First, and importantly, the failure to provide the required pre-suit notice may limit the policyholder’s recovery of attorney’s fees. The court “may not award to the claimant any attorney’s fees incurred after” the date on which the insurer files a pleading stating that it was entitled to, but did not receive, the pre-suit notice.31 In view of this provision, policyholders and their counsel may consider calendaring not only the date by which suit must be brought, but also the deadline for providing pre-suit notice—at least 60 days earlier—to avoid missing the notice deadline.
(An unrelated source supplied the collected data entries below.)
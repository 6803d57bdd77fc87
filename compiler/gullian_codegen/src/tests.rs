use pretty_assertions::assert_eq;

use gullian_types::Context;

use crate::emit;

fn compile(source: &str) -> String {
    let mut ctx = Context::new();
    let module = ctx.add_module("main");
    let tokens = gullian_lexer::lex(source, "main").expect("lexes");
    let items = gullian_parse::parse(tokens, "main").expect("parses");
    gullian_typeck::check_module(&mut ctx, module, items).expect("checks");
    emit(&ctx, module)
}

#[test]
fn hello_world_emits_main_and_the_call() {
    let c = compile("extern fun puts(s: str): int\nfun main(): int { puts(\"hi\") return 0 }");
    assert!(c.contains("int main("), "missing main in:\n{c}");
    assert!(c.contains("puts(\"hi\");"), "missing call in:\n{c}");
    assert!(c.contains("// extern: fun puts"), "missing extern comment in:\n{c}");
    assert!(c.contains("#include <stdio.h>"));
    assert!(c.contains("#define str char*"));
}

#[test]
fn struct_definition_and_field_access() {
    let c = compile(
        "struct Point { x: int, y: int }\nfun main(): int { let p = Point{1, 2} return p.x }",
    );
    assert!(c.contains("struct Point{int x; int y; };"), "bad def in:\n{c}");
    assert!(c.contains("struct Point p = (struct Point){1, 2};"), "bad literal in:\n{c}");
    assert!(c.contains("return p.x;"), "bad access in:\n{c}");
}

#[test]
fn monomorphization_emits_exactly_one_instance() {
    let c = compile(
        "struct Box[T] { v: T }\n\
         fun id[T](b: Box[T]): T { return b.v }\n\
         fun main(): int { return id(Box[int]{7}) + id(Box[int]{8}) }",
    );
    // One specialized struct definition.
    assert_eq!(
        c.matches("_S_Box_int{int v; };").count(),
        1,
        "expected a single Box[int] definition in:\n{c}"
    );
    // One prototype and one body for the specialized function.
    assert_eq!(
        c.matches("_S_id_int(").count(),
        4,
        "expected prototype, body and two calls of id[int] in:\n{c}"
    );
    assert!(c.contains("int I_"), "specialized function is uid-mangled:\n{c}");
    // The generic definitions themselves are not emitted.
    assert!(!c.contains("struct Box{"), "generic struct leaked into:\n{c}");
}

#[test]
fn union_defs_guards_and_literals() {
    let c = compile(
        "union Opt[T] { some: T, none: int }\n\
         fun main(): int { let o = Opt[int]{some: 3} if o.some? { return o.some } return 0 }",
    );
    assert!(c.contains("enum I_"), "missing companion enum in:\n{c}");
    assert!(c.contains("_FIELDS"), "missing companion enum in:\n{c}");
    assert!(c.contains("int tag; union {"), "missing tagged layout in:\n{c}");
    assert!(c.contains(".tag == "), "missing guard test in:\n{c}");
    assert!(c.contains("__some"), "missing variant tag in:\n{c}");
    assert!(c.contains("{.some=3}"), "missing payload initializer in:\n{c}");
    assert!(c.contains("return o.some;"), "missing payload read in:\n{c}");
}

#[test]
fn implicit_inference_emits_the_specialization() {
    let c = compile("fun twice[T](x: T): T { return x }\nfun main(): int { return twice(5) }");
    assert!(c.contains("_S_twice_int("), "missing specialization in:\n{c}");
    assert!(c.contains("twice") && c.contains("I_"), "bad mangle in:\n{c}");
}

#[test]
fn emission_is_idempotent() {
    let mut ctx = Context::new();
    let module = ctx.add_module("main");
    let source = "struct Point { x: int, y: int }\n\
                  fun main(): int { let p = Point{1, 2} return p.x }";
    let tokens = gullian_lexer::lex(source, "main").expect("lexes");
    let items = gullian_parse::parse(tokens, "main").expect("parses");
    gullian_typeck::check_module(&mut ctx, module, items).expect("checks");

    let first = emit(&ctx, module);
    let second = emit(&ctx, module);
    assert_eq!(first, second);
}

#[test]
fn switch_lifts_into_a_result_variable() {
    let c = compile("fun main(): int { let x = 2 return switch x { 1: 10, 2: 20, _: 0 } }");
    assert!(c.contains("int __switch_0;"), "missing lifted variable in:\n{c}");
    assert!(c.contains("switch (x) {"), "missing switch in:\n{c}");
    assert!(c.contains("case 1:"), "missing case in:\n{c}");
    assert!(c.contains("default:"), "missing default in:\n{c}");
    assert!(c.contains("return __switch_0;"), "missing lifted return in:\n{c}");
}

#[test]
fn enums_are_typedefs_with_prefixed_variants() {
    let c = compile(
        "enum Color { red, green, blue }\n\
         fun main(): int { let c = Color.red return 0 }",
    );
    assert!(
        c.contains("typedef enum { Color__red, Color__green, Color__blue } Color;"),
        "bad enum def in:\n{c}"
    );
    assert!(c.contains("Color c = Color__red;"), "bad variant access in:\n{c}");
}

#[test]
fn methods_mangle_with_their_owner() {
    let c = compile(
        "struct Counter { n: int }\n\
         fun Counter.get(self: Counter): int { return self.n }\n\
         fun main(): int { let c = Counter{3} return c.get() }",
    );
    assert!(c.contains("int A_Counter_get(struct Counter self)"), "bad method head in:\n{c}");
    assert!(c.contains("A_Counter_get(c)"), "bad call in:\n{c}");
}

#[test]
fn pointer_receivers_autoref_and_arrow() {
    let c = compile(
        "struct Counter { n: int }\n\
         fun Counter.get(self: &Counter): int { return self.n }\n\
         fun main(): int { let c = Counter{3} return c.get() }",
    );
    assert!(c.contains("int A_Counter_get(struct Counter* self)"), "bad head in:\n{c}");
    assert!(c.contains("A_Counter_get(&c)"), "missing autoref in:\n{c}");
    assert!(c.contains("return self->n;"), "missing arrow access in:\n{c}");
}

#[test]
fn for_loops_emit_the_lowered_while() {
    let c = compile(
        "union Step { ok: int, done: int }\n\
         struct Range { n: int }\n\
         fun Range.next(self: &Range): Step { return Step{ok: 1} }\n\
         fun main(): int { let r = Range{0} let total = 0 for x in r { total = total + x.ok } return total }",
    );
    assert!(c.contains("while ("), "missing lowered while in:\n{c}");
    assert!(c.contains("iter_"), "missing synthesized iterator binding in:\n{c}");
    assert!(c.contains(".tag == "), "missing ok guard in:\n{c}");
    assert!(c.contains("x = "), "missing loop advance in:\n{c}");
}

#[test]
fn types_as_values_emit_sizeof() {
    let c = compile("fun main(): int { let width = int return 0 }");
    assert!(c.contains("type width = sizeof(int);"), "missing sizeof in:\n{c}");
}

#[test]
fn harvested_includes_come_first() {
    let c = compile("#include <math.h>\nfun main(): int { return 0 }");
    let math = c.find("#include <math.h>").expect("harvested include");
    let stdio = c.find("#include <stdio.h>").expect("preamble include");
    assert!(math < stdio, "harvested include should precede the preamble:\n{c}");
}

#[test]
fn globals_are_emitted_before_bodies() {
    let c = compile("let answer = 42\nfun main(): int { return answer }");
    assert!(c.contains("int answer = 42;"), "missing global in:\n{c}");
    let global = c.find("int answer = 42;").expect("global");
    let body = c.find("int main() {").expect("main body");
    assert!(global < body);
}

#[test]
fn word_operators_map_to_c() {
    let c = compile("fun main(): int { if not (1 == 2) and true { return 1 } return 0 }");
    assert!(c.contains("!("), "missing ! in:\n{c}");
    assert!(c.contains("&&"), "missing && in:\n{c}");
}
Second, the court may reduce the attorney’s fees awarded to a policyholder based upon the alleged damages set forth in the pre-suit notice. A claimant is entitled to the “lesser of” its reasonable fees or the amount determined by a formula comparing the actual damages awarded to the amount alleged in the pre-suit notice.32 If a jury finds at least 80% of the damages alleged in the pre-suit notice, the policyholder can recover its full attorney’s fees33 If a jury finds 20% or less of the damages alleged in the pre-suit notice, a policyholder is precluded from recovering any attorney’s fees.34 If a jury finds between 20% and 80% of the damages alleged in the pre-suit demand, a policyholder may recover only that percentage of attorney’s fees—at least with respect to claims brought under Chapter 542A.35 This provision effectively conditions recovery of attorney’s fees on an accurate prediction of the damages a jury will find following trial.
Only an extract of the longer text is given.